**Your assignment**
Pick every line from the data that holds the word "FetchError".

**Task data**

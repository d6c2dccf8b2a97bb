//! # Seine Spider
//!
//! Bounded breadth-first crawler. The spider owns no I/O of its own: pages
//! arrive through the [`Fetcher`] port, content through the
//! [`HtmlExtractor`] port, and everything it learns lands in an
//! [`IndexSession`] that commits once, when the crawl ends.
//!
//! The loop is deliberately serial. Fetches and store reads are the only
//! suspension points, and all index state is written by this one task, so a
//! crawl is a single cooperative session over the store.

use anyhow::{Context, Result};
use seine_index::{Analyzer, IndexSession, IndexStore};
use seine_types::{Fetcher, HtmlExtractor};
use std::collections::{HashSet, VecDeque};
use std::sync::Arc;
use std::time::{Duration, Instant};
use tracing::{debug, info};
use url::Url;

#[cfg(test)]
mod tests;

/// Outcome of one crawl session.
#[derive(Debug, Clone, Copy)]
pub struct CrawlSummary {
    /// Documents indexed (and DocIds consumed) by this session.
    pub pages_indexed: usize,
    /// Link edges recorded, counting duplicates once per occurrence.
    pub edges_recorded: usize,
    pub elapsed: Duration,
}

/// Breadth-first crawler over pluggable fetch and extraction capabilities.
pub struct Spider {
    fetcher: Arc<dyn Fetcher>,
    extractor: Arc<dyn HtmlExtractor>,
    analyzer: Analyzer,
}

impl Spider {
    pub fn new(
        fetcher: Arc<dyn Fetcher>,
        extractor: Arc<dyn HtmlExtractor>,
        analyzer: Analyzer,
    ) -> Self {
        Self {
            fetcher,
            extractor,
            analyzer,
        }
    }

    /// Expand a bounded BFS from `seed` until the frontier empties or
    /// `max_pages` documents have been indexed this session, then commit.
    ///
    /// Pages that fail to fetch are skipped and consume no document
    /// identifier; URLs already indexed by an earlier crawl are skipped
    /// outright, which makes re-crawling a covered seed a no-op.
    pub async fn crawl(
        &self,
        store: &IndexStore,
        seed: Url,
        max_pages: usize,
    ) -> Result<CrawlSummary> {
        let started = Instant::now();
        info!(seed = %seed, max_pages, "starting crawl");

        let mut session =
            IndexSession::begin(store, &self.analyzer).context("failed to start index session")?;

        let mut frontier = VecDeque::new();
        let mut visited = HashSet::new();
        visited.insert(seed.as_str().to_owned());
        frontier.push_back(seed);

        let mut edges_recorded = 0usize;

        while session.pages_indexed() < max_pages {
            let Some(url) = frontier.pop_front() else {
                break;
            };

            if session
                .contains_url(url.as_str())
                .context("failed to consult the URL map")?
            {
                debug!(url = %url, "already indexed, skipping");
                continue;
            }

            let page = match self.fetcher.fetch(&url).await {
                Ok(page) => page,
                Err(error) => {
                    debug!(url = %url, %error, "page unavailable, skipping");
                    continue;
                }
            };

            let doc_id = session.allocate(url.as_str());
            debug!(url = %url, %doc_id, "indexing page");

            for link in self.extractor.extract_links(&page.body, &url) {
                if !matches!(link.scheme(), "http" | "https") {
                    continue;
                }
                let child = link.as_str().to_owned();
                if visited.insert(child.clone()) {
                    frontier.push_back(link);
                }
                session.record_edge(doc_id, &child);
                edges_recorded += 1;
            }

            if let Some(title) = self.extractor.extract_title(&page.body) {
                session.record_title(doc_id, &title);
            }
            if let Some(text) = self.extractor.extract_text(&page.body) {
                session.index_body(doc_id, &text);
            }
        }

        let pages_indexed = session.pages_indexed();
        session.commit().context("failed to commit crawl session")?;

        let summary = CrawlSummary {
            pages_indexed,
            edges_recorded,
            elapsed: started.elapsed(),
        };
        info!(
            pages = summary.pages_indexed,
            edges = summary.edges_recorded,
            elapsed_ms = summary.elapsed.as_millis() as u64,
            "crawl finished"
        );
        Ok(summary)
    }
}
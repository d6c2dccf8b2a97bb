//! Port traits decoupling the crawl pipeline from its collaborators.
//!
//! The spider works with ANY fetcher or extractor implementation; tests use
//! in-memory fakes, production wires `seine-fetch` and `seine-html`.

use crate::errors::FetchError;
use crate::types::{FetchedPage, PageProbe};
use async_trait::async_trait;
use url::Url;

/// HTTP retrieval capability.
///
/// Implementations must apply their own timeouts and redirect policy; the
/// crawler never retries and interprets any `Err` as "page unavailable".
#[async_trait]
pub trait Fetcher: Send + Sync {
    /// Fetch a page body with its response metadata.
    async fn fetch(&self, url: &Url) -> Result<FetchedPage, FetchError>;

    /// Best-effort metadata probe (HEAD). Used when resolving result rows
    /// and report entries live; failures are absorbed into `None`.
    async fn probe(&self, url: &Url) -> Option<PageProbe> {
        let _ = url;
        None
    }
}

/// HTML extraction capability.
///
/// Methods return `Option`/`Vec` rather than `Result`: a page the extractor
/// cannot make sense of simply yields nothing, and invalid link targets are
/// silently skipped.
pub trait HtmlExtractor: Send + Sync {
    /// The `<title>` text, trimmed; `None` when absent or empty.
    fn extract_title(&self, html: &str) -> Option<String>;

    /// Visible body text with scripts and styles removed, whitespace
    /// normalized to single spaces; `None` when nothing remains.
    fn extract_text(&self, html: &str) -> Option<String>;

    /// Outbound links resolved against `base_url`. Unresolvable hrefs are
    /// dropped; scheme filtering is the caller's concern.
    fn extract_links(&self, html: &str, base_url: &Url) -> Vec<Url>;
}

**Your solution**
use crate::errors::FetchError;
    async fn fetch(&self, url: &Url) -> Result<FetchedPage, FetchError>;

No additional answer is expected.